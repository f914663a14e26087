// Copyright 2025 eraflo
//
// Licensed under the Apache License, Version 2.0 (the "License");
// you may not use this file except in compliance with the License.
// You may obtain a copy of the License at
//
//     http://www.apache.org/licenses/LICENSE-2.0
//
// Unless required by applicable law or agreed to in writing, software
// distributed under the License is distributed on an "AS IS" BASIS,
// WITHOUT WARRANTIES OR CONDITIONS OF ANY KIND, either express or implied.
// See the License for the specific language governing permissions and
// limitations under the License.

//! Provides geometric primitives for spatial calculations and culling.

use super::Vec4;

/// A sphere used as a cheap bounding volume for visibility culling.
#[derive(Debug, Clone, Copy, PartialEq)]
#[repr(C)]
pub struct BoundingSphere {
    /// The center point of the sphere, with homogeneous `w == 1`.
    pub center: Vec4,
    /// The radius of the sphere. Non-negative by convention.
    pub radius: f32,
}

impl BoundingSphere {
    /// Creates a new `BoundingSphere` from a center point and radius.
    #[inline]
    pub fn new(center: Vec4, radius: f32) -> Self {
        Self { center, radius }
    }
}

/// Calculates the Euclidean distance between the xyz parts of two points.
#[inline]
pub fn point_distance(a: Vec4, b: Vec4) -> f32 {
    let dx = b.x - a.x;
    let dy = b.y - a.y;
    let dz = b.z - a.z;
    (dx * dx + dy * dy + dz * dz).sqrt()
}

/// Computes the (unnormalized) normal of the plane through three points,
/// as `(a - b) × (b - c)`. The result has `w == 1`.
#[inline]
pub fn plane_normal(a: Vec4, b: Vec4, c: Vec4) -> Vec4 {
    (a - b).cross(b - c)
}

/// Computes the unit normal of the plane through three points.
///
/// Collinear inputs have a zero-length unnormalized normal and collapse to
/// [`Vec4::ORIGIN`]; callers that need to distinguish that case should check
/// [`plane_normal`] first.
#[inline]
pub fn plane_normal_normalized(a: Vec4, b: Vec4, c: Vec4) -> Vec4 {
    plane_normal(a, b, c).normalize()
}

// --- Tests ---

================

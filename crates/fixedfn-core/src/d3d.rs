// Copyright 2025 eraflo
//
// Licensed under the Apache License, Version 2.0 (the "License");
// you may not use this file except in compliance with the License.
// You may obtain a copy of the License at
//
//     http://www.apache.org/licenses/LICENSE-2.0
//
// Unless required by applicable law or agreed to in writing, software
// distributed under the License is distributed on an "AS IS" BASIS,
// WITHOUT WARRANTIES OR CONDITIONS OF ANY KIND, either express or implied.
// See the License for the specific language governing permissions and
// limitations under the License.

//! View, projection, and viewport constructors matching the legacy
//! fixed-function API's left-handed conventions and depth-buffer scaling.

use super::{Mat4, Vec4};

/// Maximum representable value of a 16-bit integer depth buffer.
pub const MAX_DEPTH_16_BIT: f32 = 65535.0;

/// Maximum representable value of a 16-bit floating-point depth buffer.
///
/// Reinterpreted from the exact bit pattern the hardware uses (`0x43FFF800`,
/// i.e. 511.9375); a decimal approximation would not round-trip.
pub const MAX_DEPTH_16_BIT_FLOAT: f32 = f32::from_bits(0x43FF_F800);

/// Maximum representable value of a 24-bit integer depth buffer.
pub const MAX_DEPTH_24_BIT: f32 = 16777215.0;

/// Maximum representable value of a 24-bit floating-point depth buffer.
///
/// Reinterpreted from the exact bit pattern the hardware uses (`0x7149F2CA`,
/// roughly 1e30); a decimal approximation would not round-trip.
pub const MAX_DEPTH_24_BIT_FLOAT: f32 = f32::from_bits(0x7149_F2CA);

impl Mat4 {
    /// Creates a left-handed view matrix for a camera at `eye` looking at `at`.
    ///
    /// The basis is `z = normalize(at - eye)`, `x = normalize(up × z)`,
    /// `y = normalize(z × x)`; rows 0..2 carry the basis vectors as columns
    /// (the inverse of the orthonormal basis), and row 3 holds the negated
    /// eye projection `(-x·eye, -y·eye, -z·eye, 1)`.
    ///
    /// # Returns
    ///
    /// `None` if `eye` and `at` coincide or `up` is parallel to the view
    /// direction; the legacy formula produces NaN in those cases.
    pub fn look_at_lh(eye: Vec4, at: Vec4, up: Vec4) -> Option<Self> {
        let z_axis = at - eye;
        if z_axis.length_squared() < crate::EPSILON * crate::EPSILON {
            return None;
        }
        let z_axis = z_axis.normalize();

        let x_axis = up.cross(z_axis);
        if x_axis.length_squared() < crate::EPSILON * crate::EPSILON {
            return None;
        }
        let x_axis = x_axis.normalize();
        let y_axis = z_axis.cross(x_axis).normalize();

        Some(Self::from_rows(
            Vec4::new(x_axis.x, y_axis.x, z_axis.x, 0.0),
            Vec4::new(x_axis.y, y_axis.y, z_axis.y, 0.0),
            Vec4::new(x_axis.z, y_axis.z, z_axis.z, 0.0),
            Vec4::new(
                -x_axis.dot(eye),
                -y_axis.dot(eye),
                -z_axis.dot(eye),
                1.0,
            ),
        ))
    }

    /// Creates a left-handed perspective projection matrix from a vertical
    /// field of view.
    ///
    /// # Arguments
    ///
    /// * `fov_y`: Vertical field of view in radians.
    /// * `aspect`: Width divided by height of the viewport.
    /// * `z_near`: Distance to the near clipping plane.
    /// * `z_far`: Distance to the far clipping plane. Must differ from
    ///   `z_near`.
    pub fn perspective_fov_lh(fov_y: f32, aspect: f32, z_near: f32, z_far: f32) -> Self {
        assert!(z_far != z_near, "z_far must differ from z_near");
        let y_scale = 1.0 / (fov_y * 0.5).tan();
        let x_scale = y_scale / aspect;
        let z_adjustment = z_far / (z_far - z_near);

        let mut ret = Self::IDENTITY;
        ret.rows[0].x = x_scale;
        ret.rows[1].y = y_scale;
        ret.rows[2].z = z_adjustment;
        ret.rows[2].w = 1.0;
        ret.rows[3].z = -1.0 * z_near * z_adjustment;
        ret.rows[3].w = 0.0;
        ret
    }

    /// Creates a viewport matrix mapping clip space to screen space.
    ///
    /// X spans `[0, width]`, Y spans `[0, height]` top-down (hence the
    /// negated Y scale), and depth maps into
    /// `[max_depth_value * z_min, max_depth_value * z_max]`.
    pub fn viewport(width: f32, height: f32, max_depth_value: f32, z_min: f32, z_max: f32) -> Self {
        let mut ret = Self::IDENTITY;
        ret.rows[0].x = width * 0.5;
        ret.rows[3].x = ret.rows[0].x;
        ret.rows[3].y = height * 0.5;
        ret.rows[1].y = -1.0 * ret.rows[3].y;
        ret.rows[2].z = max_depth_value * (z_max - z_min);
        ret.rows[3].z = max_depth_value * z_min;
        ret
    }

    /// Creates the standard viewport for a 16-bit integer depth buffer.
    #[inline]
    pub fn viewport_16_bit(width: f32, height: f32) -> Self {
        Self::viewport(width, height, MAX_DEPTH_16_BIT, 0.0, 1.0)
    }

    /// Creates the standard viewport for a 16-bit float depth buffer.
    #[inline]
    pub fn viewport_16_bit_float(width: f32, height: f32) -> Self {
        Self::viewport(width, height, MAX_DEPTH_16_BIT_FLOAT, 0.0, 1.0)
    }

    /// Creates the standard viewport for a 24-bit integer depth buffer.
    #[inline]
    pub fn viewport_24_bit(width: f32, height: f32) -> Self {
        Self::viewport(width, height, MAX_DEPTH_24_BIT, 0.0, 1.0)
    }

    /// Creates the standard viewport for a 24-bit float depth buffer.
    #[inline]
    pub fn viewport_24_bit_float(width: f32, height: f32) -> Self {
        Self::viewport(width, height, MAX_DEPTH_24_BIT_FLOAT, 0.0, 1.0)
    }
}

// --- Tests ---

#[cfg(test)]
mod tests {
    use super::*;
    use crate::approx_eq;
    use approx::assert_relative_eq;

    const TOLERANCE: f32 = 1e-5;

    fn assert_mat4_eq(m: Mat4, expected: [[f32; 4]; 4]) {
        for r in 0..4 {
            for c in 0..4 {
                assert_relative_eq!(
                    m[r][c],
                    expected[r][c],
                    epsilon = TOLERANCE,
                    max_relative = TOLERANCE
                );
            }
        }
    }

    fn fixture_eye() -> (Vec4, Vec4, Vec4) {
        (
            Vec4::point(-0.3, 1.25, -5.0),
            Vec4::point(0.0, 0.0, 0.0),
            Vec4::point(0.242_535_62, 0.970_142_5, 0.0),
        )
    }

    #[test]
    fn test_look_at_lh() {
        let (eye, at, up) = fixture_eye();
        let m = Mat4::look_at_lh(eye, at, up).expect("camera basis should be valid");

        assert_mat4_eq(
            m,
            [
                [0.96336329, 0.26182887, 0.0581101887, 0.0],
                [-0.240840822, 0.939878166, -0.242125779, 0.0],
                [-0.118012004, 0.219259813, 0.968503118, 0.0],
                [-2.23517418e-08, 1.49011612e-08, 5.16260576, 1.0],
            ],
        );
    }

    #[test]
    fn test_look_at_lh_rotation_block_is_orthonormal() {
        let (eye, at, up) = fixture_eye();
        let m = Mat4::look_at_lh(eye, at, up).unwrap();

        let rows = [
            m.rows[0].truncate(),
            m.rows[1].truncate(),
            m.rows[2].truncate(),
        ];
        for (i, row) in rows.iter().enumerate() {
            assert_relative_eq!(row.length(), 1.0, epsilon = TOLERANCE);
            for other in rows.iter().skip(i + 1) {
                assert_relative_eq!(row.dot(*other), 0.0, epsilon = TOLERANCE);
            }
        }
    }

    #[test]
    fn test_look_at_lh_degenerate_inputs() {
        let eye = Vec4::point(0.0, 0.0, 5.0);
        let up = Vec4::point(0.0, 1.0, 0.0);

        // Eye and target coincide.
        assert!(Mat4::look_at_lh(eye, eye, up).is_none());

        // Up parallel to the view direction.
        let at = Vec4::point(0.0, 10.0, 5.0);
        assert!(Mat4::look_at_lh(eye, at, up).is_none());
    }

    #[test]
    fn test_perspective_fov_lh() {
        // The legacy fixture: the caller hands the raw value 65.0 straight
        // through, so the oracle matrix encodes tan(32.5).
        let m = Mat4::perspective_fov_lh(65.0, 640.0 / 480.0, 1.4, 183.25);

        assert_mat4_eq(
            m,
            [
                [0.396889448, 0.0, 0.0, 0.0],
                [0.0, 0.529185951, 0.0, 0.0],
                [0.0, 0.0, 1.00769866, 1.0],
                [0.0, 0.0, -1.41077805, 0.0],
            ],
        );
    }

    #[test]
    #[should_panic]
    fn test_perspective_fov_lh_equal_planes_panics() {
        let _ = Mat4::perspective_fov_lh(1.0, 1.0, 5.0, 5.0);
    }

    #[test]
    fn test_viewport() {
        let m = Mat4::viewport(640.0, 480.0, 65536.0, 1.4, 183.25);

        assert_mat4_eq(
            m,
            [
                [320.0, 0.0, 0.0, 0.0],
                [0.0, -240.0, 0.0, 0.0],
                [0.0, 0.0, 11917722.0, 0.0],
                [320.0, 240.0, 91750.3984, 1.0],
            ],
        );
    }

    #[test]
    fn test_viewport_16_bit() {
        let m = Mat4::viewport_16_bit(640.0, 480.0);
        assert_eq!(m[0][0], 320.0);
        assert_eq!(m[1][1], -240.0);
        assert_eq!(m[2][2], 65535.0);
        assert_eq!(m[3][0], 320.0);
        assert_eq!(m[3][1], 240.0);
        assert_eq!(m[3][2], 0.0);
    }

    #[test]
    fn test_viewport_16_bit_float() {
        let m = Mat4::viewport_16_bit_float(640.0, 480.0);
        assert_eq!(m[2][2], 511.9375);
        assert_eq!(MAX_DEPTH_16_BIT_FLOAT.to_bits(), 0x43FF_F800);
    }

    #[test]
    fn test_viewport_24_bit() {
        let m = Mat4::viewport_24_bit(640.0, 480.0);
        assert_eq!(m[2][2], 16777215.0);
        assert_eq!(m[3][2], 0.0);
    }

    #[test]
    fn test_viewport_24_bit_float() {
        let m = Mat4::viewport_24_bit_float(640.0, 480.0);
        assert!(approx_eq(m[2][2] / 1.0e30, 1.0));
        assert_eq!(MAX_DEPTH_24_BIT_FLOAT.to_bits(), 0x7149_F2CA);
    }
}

================

= What is needed =
When a line in the material contains the string "clipping", copy that line.

= Reply to the task =
    /// * `z_near`: Distance to the near clipping plane.
    /// * `z_far`: Distance to the far clipping plane. Must differ from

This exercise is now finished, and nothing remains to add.